Abstract Text: Prostate cancer (PCa) has become a major threat to men’s health to date, being the fifth-leading cause of death worldwide for men. Nowadays, studies have demonstrated that cancer stem cells (CSCs) play a decisive role in cancer relapse, including the formation, metastasis, drug resistance, and recurrence of cancer. These cells have dual capacities: self-renewal and differentiation. It is known that PI3K/AKT and MAPK/ERK signaling pathways can lead CSCs to proliferate into forming a prostate tumor. Currently, not much is known about these types of cells, which highlights the importance of researching its biology to understand the mechanisms underlying cancer resistance and metastasis.

Aim: Isolate prostate cancer stem cells from patient’s prostate tumors and evaluate the expression of MAPK and PI3K signaling pathways.

Methods: The prostate cancer biopsies were obtained from the Angeles del Carmen general hospital in Jalisco, Mexico. Five samples were disintegrated via the use of collagenase and left to grow with DMEM F-12 medium. Immunophenotyping was performed by flow cytometry. Subsequently, protein extraction was done and the expression of signaling pathways was analyzed by Western Blot.

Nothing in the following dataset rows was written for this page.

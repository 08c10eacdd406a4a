use practice_core::model::{AnswerKey, AnswerRecord, GroupEpoch, SessionId};

use super::SqliteRepository;
use super::mapping::{epoch_to_i64, map_answer_row, question_id_to_i64};
use crate::repository::{AnswerRepository, CounterMutation, StorageError};

#[async_trait::async_trait]
impl AnswerRepository for SqliteRepository {
    async fn get_answer(&self, key: &AnswerKey) -> Result<Option<AnswerRecord>, StorageError> {
        let row = sqlx::query(
            r"
            SELECT session_id, question_id, epoch, submitted, is_correct, counted, answered_at
            FROM practice_answers
            WHERE session_id = ?1 AND question_id = ?2 AND epoch = ?3
            ",
        )
        .bind(key.session_id.to_string())
        .bind(question_id_to_i64(key.question_id)?)
        .bind(epoch_to_i64(key.epoch)?)
        .fetch_optional(&self.pool)
        .await
        .map_err(|e| StorageError::Connection(e.to_string()))?;

        row.map(|row| map_answer_row(&row)).transpose()
    }

    async fn put_answer(&self, record: &AnswerRecord) -> Result<(), StorageError> {
        sqlx::query(
            r"
            INSERT INTO practice_answers (
                session_id, question_id, epoch, submitted, is_correct, counted, answered_at
            )
            VALUES (?1, ?2, ?3, ?4, ?5, ?6, ?7)
            ON CONFLICT(session_id, question_id, epoch) DO UPDATE SET
                submitted = excluded.submitted,
                is_correct = excluded.is_correct,
                counted = excluded.counted,
                answered_at = excluded.answered_at
            ",
        )
        .bind(record.key().session_id.to_string())
        .bind(question_id_to_i64(record.key().question_id)?)
        .bind(epoch_to_i64(record.key().epoch)?)
        .bind(record.submitted().to_owned())
        .bind(record.is_correct())
        .bind(record.is_counted())
        .bind(record.answered_at())
        .execute(&self.pool)
        .await
        .map_err(|e| StorageError::Connection(e.to_string()))?;

        Ok(())
    }

    async fn commit_counted(
        &self,
        record: &AnswerRecord,
        mutation: CounterMutation,
    ) -> Result<(), StorageError> {
        let mut tx = self
            .pool
            .begin()
            .await
            .map_err(|e| StorageError::Connection(e.to_string()))?;

        let counter_sql = match mutation {
            CounterMutation::Increment => {
                Some("UPDATE questions SET mastery = mastery + 1 WHERE id = ?1")
            }
            CounterMutation::Reset => Some("UPDATE questions SET mastery = 0 WHERE id = ?1"),
            CounterMutation::None => None,
        };

        if let Some(sql) = counter_sql {
            let result = sqlx::query(sql)
                .bind(question_id_to_i64(record.key().question_id)?)
                .execute(&mut *tx)
                .await
                .map_err(|e| StorageError::Connection(e.to_string()))?;
            // Rolling back (via drop) keeps the ledger free of a counted
            // entry whose counter never moved.
            if result.rows_affected() == 0 {
                return Err(StorageError::NotFound);
            }
        }

        sqlx::query(
            r"
            INSERT INTO practice_answers (
                session_id, question_id, epoch, submitted, is_correct, counted, answered_at
            )
            VALUES (?1, ?2, ?3, ?4, ?5, ?6, ?7)
            ON CONFLICT(session_id, question_id, epoch) DO UPDATE SET
                submitted = excluded.submitted,
                is_correct = excluded.is_correct,
                counted = excluded.counted,
                answered_at = excluded.answered_at
            ",
        )
        .bind(record.key().session_id.to_string())
        .bind(question_id_to_i64(record.key().question_id)?)
        .bind(epoch_to_i64(record.key().epoch)?)
        .bind(record.submitted().to_owned())
        .bind(record.is_correct())
        .bind(record.is_counted())
        .bind(record.answered_at())
        .execute(&mut *tx)
        .await
        .map_err(|e| StorageError::Connection(e.to_string()))?;

        tx.commit()
            .await
            .map_err(|e| StorageError::Connection(e.to_string()))?;
        Ok(())
    }

    async fn answers_for_epoch(
        &self,
        session_id: SessionId,
        epoch: GroupEpoch,
    ) -> Result<Vec<AnswerRecord>, StorageError> {
        let rows = sqlx::query(
            r"
            SELECT session_id, question_id, epoch, submitted, is_correct, counted, answered_at
            FROM practice_answers
            WHERE session_id = ?1 AND epoch = ?2
            ",
        )
        .bind(session_id.to_string())
        .bind(epoch_to_i64(epoch)?)
        .fetch_all(&self.pool)
        .await
        .map_err(|e| StorageError::Connection(e.to_string()))?;

        let mut records = Vec::with_capacity(rows.len());
        for row in rows {
            records.push(map_answer_row(&row)?);
        }
        Ok(records)
    }

    async fn delete_for_session(&self, session_id: SessionId) -> Result<(), StorageError> {
        sqlx::query("DELETE FROM practice_answers WHERE session_id = ?1")
            .bind(session_id.to_string())
            .execute(&self.pool)
            .await
            .map_err(|e| StorageError::Connection(e.to_string()))?;
        Ok(())
    }
}
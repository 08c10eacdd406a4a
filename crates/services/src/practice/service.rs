use std::collections::{BTreeMap, HashMap, HashSet};
use std::sync::{Arc, Mutex as StdMutex, PoisonError};

use tokio::sync::Mutex as AsyncMutex;

use practice_core::Clock;
use practice_core::grading;
use practice_core::model::{
    AnswerKey, AnswerRecord, BankId, GroupEpoch, PracticeSession, PracticeSettings, QuestionId,
    SessionId, UserId,
};
use practice_core::rounds::{self, RoundTransition};
use practice_core::sampler::TypeSelection;
use storage::repository::{CounterMutation, PracticeStorage, StorageError};

use super::builder;
use super::ledger;
use super::view::{
    ActiveSessionStatus, AnswerOutcome, BankStats, GroupSnapshot, QuestionView, SessionSnapshot,
    StatusSnapshot,
};
use crate::error::PracticeError;

//
// ─── REPORT POLICY ─────────────────────────────────────────────────────────────
//

/// How a feedback-and-skip entry treats the mastery counter.
///
/// Both policies record a counted-correct ledger entry so the group can
/// complete; they differ only in whether the counter moves.
#[derive(Debug, Clone, Copy, PartialEq, Eq, Default)]
pub enum ReportPolicy {
    /// The forced entry counts as a correct answer and increments mastery.
    #[default]
    ForcedCorrect,
    /// Ledger-only: the counter is left untouched.
    ExcludeFromCounter,
}

//
// ─── SESSION LOCKS ─────────────────────────────────────────────────────────────
//

/// Per-session mutex table: operations within one session are serialized,
/// different sessions proceed in parallel.
#[derive(Default)]
struct SessionLocks {
    inner: StdMutex<HashMap<SessionId, Arc<AsyncMutex<()>>>>,
}

impl SessionLocks {
    fn acquire(&self, id: SessionId) -> Arc<AsyncMutex<()>> {
        let mut guard = self
            .inner
            .lock()
            .unwrap_or_else(PoisonError::into_inner);
        guard.entry(id).or_default().clone()
    }

    fn discard(&self, id: SessionId) {
        let mut guard = self
            .inner
            .lock()
            .unwrap_or_else(PoisonError::into_inner);
        guard.remove(&id);
    }
}

//
// ─── SERVICE ───────────────────────────────────────────────────────────────────
//

/// Orchestrates the smart-practice scheduler: session store, group builder,
/// and answer ledger.
#[derive(Clone)]
pub struct PracticeService {
    clock: Clock,
    storage: PracticeStorage,
    report_policy: ReportPolicy,
    locks: Arc<SessionLocks>,
}
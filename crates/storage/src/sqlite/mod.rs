use std::sync::Arc;
use std::time::Duration;

use sqlx::{SqlitePool, sqlite::SqlitePoolOptions};
use thiserror::Error;

use crate::repository::PracticeStorage;

mod answer_repo;
mod issue_repo;
mod mapping;
mod migrate;
mod question_repo;
mod session_repo;
mod settings_repo;

#[derive(Clone)]
pub struct SqliteRepository {
    pool: SqlitePool,
}

#[derive(Debug, Error)]
#[non_exhaustive]
pub enum SqliteInitError {
    #[error(transparent)]
    Sqlx(#[from] sqlx::Error),
}

impl SqliteRepository {
    /// Connect to `SQLite` using the given URL.
    ///
    /// # Errors
    ///
    /// Returns `SqliteInitError` if the connection cannot be established or if
    /// enforcing foreign key constraints fails during setup.
    pub async fn connect(database_url: &str) -> Result<Self, SqliteInitError> {
        let pool = SqlitePoolOptions::new()
            .max_connections(5)
            .acquire_timeout(Duration::from_secs(5))
            .after_connect(|conn, _meta| {
                Box::pin(async move {
                    sqlx::query("PRAGMA foreign_keys = ON;")
                        .execute(&mut *conn)
                        .await?;
                    sqlx::query("PRAGMA journal_mode = WAL;")
                        .execute(&mut *conn)
                        .await?;
                    sqlx::query("PRAGMA busy_timeout = 5000;")
                        .execute(&mut *conn)
                        .await?;
                    Ok(())
                })
            })
            .connect(database_url)
            .await?;
        Ok(Self { pool })
    }

    #[must_use]
    pub fn pool(&self) -> &SqlitePool {
        &self.pool
    }

    /// Create tables if they do not exist.
    ///
    /// # Errors
    ///
    /// Returns `SqliteInitError` if migration queries fail.
    pub async fn migrate(&self) -> Result<(), SqliteInitError> {
        migrate::run_migrations(&self.pool).await
    }
}

impl PracticeStorage {
    /// Build a `PracticeStorage` backed by `SQLite`.
    ///
    /// # Errors
    ///
    /// Returns `SqliteInitError` if connection or migrations cannot be
    /// completed.
    pub async fn sqlite(database_url: &str) -> Result<Self, SqliteInitError> {
        let repo = SqliteRepository::connect(database_url).await?;
        repo.migrate().await?;
        Ok(Self {
            questions: Arc::new(repo.clone()),
            sessions: Arc::new(repo.clone()),
            answers: Arc::new(repo.clone()),
            settings: Arc::new(repo.clone()),
            issues: Arc::new(repo),
        })
    }
}
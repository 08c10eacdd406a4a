use chrono::{DateTime, Utc};

/// A clock abstraction so services and tests share deterministic time.
#[derive(Debug, Clone, Copy, Default)]
pub enum Clock {
    #[default]
    Default,
    Fixed(DateTime<Utc>),
}

impl Clock {
    /// Returns a clock fixed at the given timestamp.
    #[must_use]
    pub fn fixed(at: DateTime<Utc>) -> Self {
        Self::Fixed(at)
    }

    /// Returns the current time according to the clock.
    #[must_use]
    pub fn now(&self) -> DateTime<Utc> {
        match self {
            Clock::Default => Utc::now(),
            Clock::Fixed(t) => *t,
        }
    }
}

/// Deterministic timestamp for tests (2024-07-01T10:00:00Z).
pub const FIXED_TEST_TIMESTAMP: i64 = 1_719_828_000;

/// Returns a deterministic `DateTime<Utc>` for tests and doc examples.
///
/// # Panics
///
/// Panics if the fixed timestamp cannot be represented.
#[must_use]
pub fn fixed_now() -> DateTime<Utc> {
    DateTime::<Utc>::from_timestamp(FIXED_TEST_TIMESTAMP, 0)
        .expect("fixed timestamp should be valid")
}

/// Returns a `Clock` fixed at the deterministic test timestamp.
#[must_use]
pub fn fixed_clock() -> Clock {
    Clock::fixed(fixed_now())
}
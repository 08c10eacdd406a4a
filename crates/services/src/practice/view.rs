use std::collections::BTreeMap;

use serde::Serialize;

use practice_core::model::{
    BankId, ChoiceOption, GroupEpoch, GroupMode, QuestionId, QuestionType, SessionId,
    SessionStatus,
};
use practice_core::sampler::TypeSelection;

//
// ─── GROUP & SESSION SNAPSHOTS ─────────────────────────────────────────────────
//

/// One question of the current group, joined with its ledger state.
#[derive(Debug, Clone, PartialEq, Serialize)]
pub struct QuestionView {
    pub id: QuestionId,
    pub kind: QuestionType,
    pub content: String,
    pub options: Vec<ChoiceOption>,
    pub mastery: u32,
    pub favorite: bool,
    pub submitted: Option<String>,
    pub is_correct: Option<bool>,
    pub counted: Option<bool>,
    /// Present only while realtime analysis is on.
    pub standard_answer: Option<String>,
}

/// The session's current group as presented to the client.
#[derive(Debug, Clone, PartialEq, Serialize)]
pub struct GroupSnapshot {
    pub session_id: SessionId,
    pub epoch: GroupEpoch,
    pub mode: GroupMode,
    pub status: SessionStatus,
    pub round: u32,
    pub total: usize,
    pub current_index: usize,
    /// Slots the pool could not fill when this group was sampled
    /// (the `PoolExhausted` condition); zero for reinforcement groups.
    pub shortfall: u32,
    /// Per-type selection summary; empty for reinforcement groups.
    pub selection: Vec<TypeSelection>,
    pub questions: Vec<QuestionView>,
}

/// Result of starting or resuming a session.
#[derive(Debug, Clone, PartialEq, Serialize)]
pub struct SessionSnapshot {
    pub session_id: SessionId,
    pub status: SessionStatus,
    pub round: u32,
    pub realtime_analysis: bool,
    /// True when an existing session was returned instead of a new one.
    pub resumed: bool,
    pub group: GroupSnapshot,
}

//
// ─── ANSWER OUTCOME ────────────────────────────────────────────────────────────
//

/// Per-answer verdict returned by the ledger.
#[derive(Debug, Clone, PartialEq, Serialize)]
pub struct AnswerOutcome {
    pub is_correct: bool,
    /// True exactly once per (session, question, epoch) key: the call that
    /// applied the mastery-counter mutation.
    pub counted_this_call: bool,
    /// The question's mastery counter after this call.
    pub mastery: u32,
    /// Present only while realtime analysis is on.
    pub standard_answer: Option<String>,
}

//
// ─── STATUS SNAPSHOT ───────────────────────────────────────────────────────────
//

/// Aggregates for the active session's current group.
#[derive(Debug, Clone, PartialEq, Serialize)]
pub struct ActiveSessionStatus {
    pub session_id: SessionId,
    pub status: SessionStatus,
    pub round: u32,
    pub epoch: GroupEpoch,
    pub group_total: usize,
    pub answered: usize,
    pub correct: usize,
    pub wrong: usize,
    pub pending: usize,
}

/// Per-bank mastery aggregates.
#[derive(Debug, Clone, PartialEq, Serialize)]
pub struct BankStats {
    pub bank_id: BankId,
    pub distribution: BTreeMap<u32, u64>,
    /// Questions still at mastery zero in this bank.
    pub lowest_count_remaining: u64,
}

/// Read-only dashboard aggregates; producing one never mutates state.
#[derive(Debug, Clone, PartialEq, Serialize)]
pub struct StatusSnapshot {
    pub session: Option<ActiveSessionStatus>,
    /// Mastery histogram across the configured banks.
    pub mastery_distribution: BTreeMap<u32, u64>,
    pub per_bank: Vec<BankStats>,
}
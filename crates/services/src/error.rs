//! Shared error types for the services crate.

use thiserror::Error;

use practice_core::model::{GroupEpoch, QuestionId, SessionError, SettingsError};
use storage::repository::StorageError;

/// Errors emitted by `PracticeService`.
///
/// None of these are fatal to the process: every failure is local to one
/// session and recoverable by fixing the input or refetching the current
/// group.
#[derive(Debug, Error)]
#[non_exhaustive]
pub enum PracticeError {
    #[error(transparent)]
    Validation(#[from] SettingsError),

    #[error("no practice settings saved for this user")]
    NoActiveSettings,

    #[error("practice session not found")]
    SessionNotFound,

    #[error("practice session is already completed")]
    SessionCompleted,

    #[error("selected banks contain no usable questions")]
    EmptyPool,

    /// The submission targets a superseded group. The prior group's ledger
    /// entries are intact; the caller should refetch the current group and
    /// resubmit.
    #[error("stale group epoch {submitted}, current epoch is {current}")]
    StaleGroup {
        submitted: GroupEpoch,
        current: GroupEpoch,
    },

    #[error("question {0} is not part of the current group")]
    QuestionNotInGroup(QuestionId),

    #[error("{} question(s) in the current group are still unanswered", missing.len())]
    GroupIncomplete { missing: Vec<QuestionId> },

    #[error(transparent)]
    Session(#[from] SessionError),

    #[error(transparent)]
    Storage(#[from] StorageError),
}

Results: The cells were isolated after six weeks of culture and the main CSC markers were observed. Our results confirm that both ERK and AKT were expressed by these cells. ERK is observed to be significantly overexpressed in most samples while AKT is observed to have weak expression.

Conclusion: ERK1/2 was highly expressed in stem cells from PCa patients and AKT to a lesser extent.